* WORK INSTRUCTION: Write the records out once more, so that nothing differs from the original.

(Stored items)
━━━━━━
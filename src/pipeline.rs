//! Pipeline orchestrator.
//!
//! One thread reads frames, lets the scheduler pick which ones to infer, aggregates
//! detections into snapshots and hands them to the uplink. Delivery runs on the uplink's
//! own thread, so a slow server never stalls frame processing.

use anyhow::Result;
use log::{debug, info, warn};
use std::sync::mpsc::{self, Receiver, Sender};
use std::time::{Duration, Instant};

use crate::aggregate::{Aggregator, CrowdSnapshot};
use crate::config::EdgeConfig;
use crate::detect::InferenceEngine;
use crate::error::{FailureKind, FatalError};
use crate::ingest::{Capture, FrameSource};
use crate::schedule::{FrameScheduler, SchedulerStats};
use crate::uplink::{UplinkClient, UplinkSummary};
use crate::ShutdownSignal;

const HEALTH_LOG_INTERVAL: Duration = Duration::from_secs(5);

#[derive(Clone, Copy, Debug, PartialEq, Eq)]
pub enum StopReason {
    EndOfStream,
    Shutdown,
}

/// Totals for one run, returned once the uplink has flushed.
#[derive(Clone, Debug)]
pub struct RunReport {
    pub frames_read: u64,
    pub frames_processed: u64,
    pub frames_skipped: u64,
    pub snapshots: u64,
    pub total_people: u64,
    pub peak_count: u32,
    pub mean_inference_ms: f64,
    pub stop_reason: StopReason,
    pub uplink: UplinkSummary,
    pub scheduler: SchedulerStats,
}

pub struct Pipeline {
    source: Box<dyn FrameSource>,
    engine: InferenceEngine,
    scheduler: FrameScheduler,
    aggregator: Aggregator,
    uplink: UplinkClient,
    shutdown: ShutdownSignal,
    subscribers: Vec<Sender<CrowdSnapshot>>,
}

#[derive(Default)]
struct Totals {
    frames_read: u64,
    snapshots: u64,
    total_people: u64,
    peak_count: u32,
}

impl Pipeline {
    pub fn new(
        config: &EdgeConfig,
        source: Box<dyn FrameSource>,
        engine: InferenceEngine,
        uplink: UplinkClient,
        shutdown: ShutdownSignal,
    ) -> Self {
        Self {
            source,
            engine,
            scheduler: FrameScheduler::new(&config.schedule, config.source.target_fps),
            aggregator: Aggregator::new(config.aggregate.clone(), config.device_id.clone()),
            uplink,
            shutdown,
            subscribers: Vec::new(),
        }
    }

    /// Receive every snapshot the pipeline produces. Dropping the receiver unsubscribes.
    pub fn subscribe(&mut self) -> Receiver<CrowdSnapshot> {
        let (tx, rx) = mpsc::channel();
        self.subscribers.push(tx);
        rx
    }

    /// Run until end of stream, shutdown, or a fatal source failure.
    ///
    /// The uplink is flushed on every exit path before this returns.
    pub fn run(mut self) -> Result<RunReport> {
        let mut totals = Totals::default();

        if let Err(err) = self.source.connect() {
            self.uplink.shutdown()?;
            return Err(FatalError::wrap(FailureKind::FrameSource, err));
        }
        info!(
            "pipeline: {} -> {} backend, processing 1 of every {} frame(s)",
            self.source.describe(),
            self.engine.backend_name(),
            self.scheduler.interval()
        );

        let mut last_health_log = Instant::now();
        let outcome = loop {
            if self.shutdown.is_triggered() {
                break Ok(StopReason::Shutdown);
            }

            match self.source.next_frame() {
                Ok(Capture::Frame(frame)) => {
                    totals.frames_read += 1;
                    if self.scheduler.should_process() {
                        let started = Instant::now();
                        let detections = self.engine.detect(&frame);
                        self.scheduler.record_inference(started.elapsed());
                        let meta = frame.meta();
                        drop(frame);

                        let snapshot =
                            self.aggregator
                                .aggregate(&detections, &meta, started.elapsed());
                        self.publish(snapshot, &mut totals)?;
                    }
                }
                Ok(Capture::EndOfStream) => {
                    break Ok(if self.shutdown.is_triggered() {
                        StopReason::Shutdown
                    } else {
                        StopReason::EndOfStream
                    });
                }
                Err(err) => break Err(err),
            }

            if last_health_log.elapsed() >= HEALTH_LOG_INTERVAL {
                self.log_health(&totals);
                last_health_log = Instant::now();
            }
        };

        let stats = self.scheduler.stats();
        let source_stats = self.source.stats();
        let Pipeline { uplink, .. } = self;
        let uplink = uplink.shutdown()?;

        let stop_reason = match outcome {
            Ok(reason) => reason,
            Err(err) => {
                warn!(
                    "pipeline: {} failed after {} frame(s)",
                    source_stats.source, source_stats.frames_captured
                );
                return Err(FatalError::wrap(FailureKind::FrameSource, err));
            }
        };

        let report = RunReport {
            frames_read: totals.frames_read,
            frames_processed: stats.processed,
            frames_skipped: stats.skipped,
            snapshots: totals.snapshots,
            total_people: totals.total_people,
            peak_count: totals.peak_count,
            mean_inference_ms: stats.mean_inference().as_secs_f64() * 1000.0,
            stop_reason,
            uplink,
            scheduler: stats,
        };
        info!(
            "pipeline: stopped ({:?}) read={} processed={} snapshots={} delivered={} spooled={}",
            report.stop_reason,
            report.frames_read,
            report.frames_processed,
            report.snapshots,
            report.uplink.delivered,
            report.uplink.spooled
        );
        Ok(report)
    }

    fn publish(&mut self, snapshot: CrowdSnapshot, totals: &mut Totals) -> Result<()> {
        totals.snapshots += 1;
        totals.total_people += snapshot.count as u64;
        totals.peak_count = totals.peak_count.max(snapshot.count);
        debug!(
            "pipeline: seq={} count={} density={} trend={} anomaly={} {}ms",
            snapshot.seq,
            snapshot.count,
            snapshot.density.as_str(),
            snapshot.trend.map(|t| t.as_str()).unwrap_or("-"),
            snapshot.anomaly,
            snapshot.processing_ms
        );

        self.subscribers
            .retain(|subscriber| subscriber.send(snapshot.clone()).is_ok());
        self.uplink.submit(snapshot)
    }

    fn log_health(&self, totals: &Totals) {
        let stats = self.scheduler.stats();
        let source = self.source.stats();
        info!(
            "pipeline health: source={} healthy={} reconnects={} read={} processed={} skipped={} snapshots={} budget_misses={}",
            source.source,
            self.source.is_healthy(),
            source.reconnects,
            totals.frames_read,
            stats.processed,
            stats.skipped,
            totals.snapshots,
            stats.budget_misses
        );
    }
}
━━━━━━
* OUTPUT FOR THIS EXERCISE:
filename src/pipeline.rs
//! Pipeline orchestrator.
//!
//! One thread reads frames, lets the scheduler pick which ones to infer, aggregates
//! detections into snapshots and hands them to the uplink. Delivery runs on the uplink's
//! own thread, so a slow server never stalls frame processing.

use anyhow::Result;
use log::{debug, info, warn};
use std::sync::mpsc::{self, Receiver, Sender};
use std::time::{Duration, Instant};

use crate::aggregate::{Aggregator, CrowdSnapshot};
use crate::config::EdgeConfig;
use crate::detect::InferenceEngine;
use crate::error::{FailureKind, FatalError};
use crate::ingest::{Capture, FrameSource};
use crate::schedule::{FrameScheduler, SchedulerStats};
use crate::uplink::{UplinkClient, UplinkSummary};
use crate::ShutdownSignal;

const HEALTH_LOG_INTERVAL: Duration = Duration::from_secs(5);

#[derive(Clone, Copy, Debug, PartialEq, Eq)]
pub enum StopReason {
    EndOfStream,
    Shutdown,
}

/// Totals for one run, returned once the uplink has flushed.
#[derive(Clone, Debug)]
pub struct RunReport {
    pub frames_read: u64,
    pub frames_processed: u64,
    pub frames_skipped: u64,
    pub snapshots: u64,
    pub total_people: u64,
    pub peak_count: u32,
    pub mean_inference_ms: f64,
    pub stop_reason: StopReason,
    pub uplink: UplinkSummary,
    pub scheduler: SchedulerStats,
}

pub struct Pipeline {
    source: Box<dyn FrameSource>,
    engine: InferenceEngine,
    scheduler: FrameScheduler,
    aggregator: Aggregator,
    uplink: UplinkClient,
    shutdown: ShutdownSignal,
    subscribers: Vec<Sender<CrowdSnapshot>>,
}

#[derive(Default)]
struct Totals {
    frames_read: u64,
    snapshots: u64,
    total_people: u64,
    peak_count: u32,
}

impl Pipeline {
    pub fn new(
        config: &EdgeConfig,
        source: Box<dyn FrameSource>,
        engine: InferenceEngine,
        uplink: UplinkClient,
        shutdown: ShutdownSignal,
    ) -> Self {
        Self {
            source,
            engine,
            scheduler: FrameScheduler::new(&config.schedule, config.source.target_fps),
            aggregator: Aggregator::new(config.aggregate.clone(), config.device_id.clone()),
            uplink,
            shutdown,
            subscribers: Vec::new(),
        }
    }

    /// Receive every snapshot the pipeline produces. Dropping the receiver unsubscribes.
    pub fn subscribe(&mut self) -> Receiver<CrowdSnapshot> {
        let (tx, rx) = mpsc::channel();
        self.subscribers.push(tx);
        rx
    }

    /// Run until end of stream, shutdown, or a fatal source failure.
    ///
    /// The uplink is flushed on every exit path before this returns.
    pub fn run(mut self) -> Result<RunReport> {
        let mut totals = Totals::default();

        if let Err(err) = self.source.connect() {
            self.uplink.shutdown()?;
            return Err(FatalError::wrap(FailureKind::FrameSource, err));
        }
        info!(
            "pipeline: {} -> {} backend, processing 1 of every {} frame(s)",
            self.source.describe(),
            self.engine.backend_name(),
            self.scheduler.interval()
        );

        let mut last_health_log = Instant::now();
        let outcome = loop {
            if self.shutdown.is_triggered() {
                break Ok(StopReason::Shutdown);
            }

            match self.source.next_frame() {
                Ok(Capture::Frame(frame)) => {
                    totals.frames_read += 1;
                    if self.scheduler.should_process() {
                        let started = Instant::now();
                        let detections = self.engine.detect(&frame);
                        self.scheduler.record_inference(started.elapsed());
                        let meta = frame.meta();
                        drop(frame);

                        let snapshot =
                            self.aggregator
                                .aggregate(&detections, &meta, started.elapsed());
                        self.publish(snapshot, &mut totals)?;
                    }
                }
                Ok(Capture::EndOfStream) => {
                    break Ok(if self.shutdown.is_triggered() {
                        StopReason::Shutdown
                    } else {
                        StopReason::EndOfStream
                    });
                }
                Err(err) => break Err(err),
            }

            if last_health_log.elapsed() >= HEALTH_LOG_INTERVAL {
                self.log_health(&totals);
                last_health_log = Instant::now();
            }
        };

        let stats = self.scheduler.stats();
        let source_stats = self.source.stats();
        let Pipeline { uplink, .. } = self;
        let uplink = uplink.shutdown()?;

        let stop_reason = match outcome {
            Ok(reason) => reason,
            Err(err) => {
                warn!(
                    "pipeline: {} failed after {} frame(s)",
                    source_stats.source, source_stats.frames_captured
                );
                return Err(FatalError::wrap(FailureKind::FrameSource, err));
            }
        };

        let report = RunReport {
            frames_read: totals.frames_read,
            frames_processed: stats.processed,
            frames_skipped: stats.skipped,
            snapshots: totals.snapshots,
            total_people: totals.total_people,
            peak_count: totals.peak_count,
            mean_inference_ms: stats.mean_inference().as_secs_f64() * 1000.0,
            stop_reason,
            uplink,
            scheduler: stats,
        };
        info!(
            "pipeline: stopped ({:?}) read={} processed={} snapshots={} delivered={} spooled={}",
            report.stop_reason,
            report.frames_read,
            report.frames_processed,
            report.snapshots,
            report.uplink.delivered,
            report.uplink.spooled
        );
        Ok(report)
    }

    fn publish(&mut self, snapshot: CrowdSnapshot, totals: &mut Totals) -> Result<()> {
        totals.snapshots += 1;
        totals.total_people += snapshot.count as u64;
        totals.peak_count = totals.peak_count.max(snapshot.count);
        debug!(
            "pipeline: seq={} count={} density={} trend={} anomaly={} {}ms",
            snapshot.seq,
            snapshot.count,
            snapshot.density.as_str(),
            snapshot.trend.map(|t| t.as_str()).unwrap_or("-"),
            snapshot.anomaly,
            snapshot.processing_ms
        );

        self.subscribers
            .retain(|subscriber| subscriber.send(snapshot.clone()).is_ok());
        self.uplink.submit(snapshot)
    }

    fn log_health(&self, totals: &Totals) {
        let stats = self.scheduler.stats();
        let source = self.source.stats();
        info!(
            "pipeline health: source={} healthy={} reconnects={} read={} processed={} skipped={} snapshots={} budget_misses={}",
            source.source,
            self.source.is_healthy(),
            source.reconnects,
            totals.frames_read,
            stats.processed,
            stats.skipped,
            totals.snapshots,
            stats.budget_misses
        );
    }
}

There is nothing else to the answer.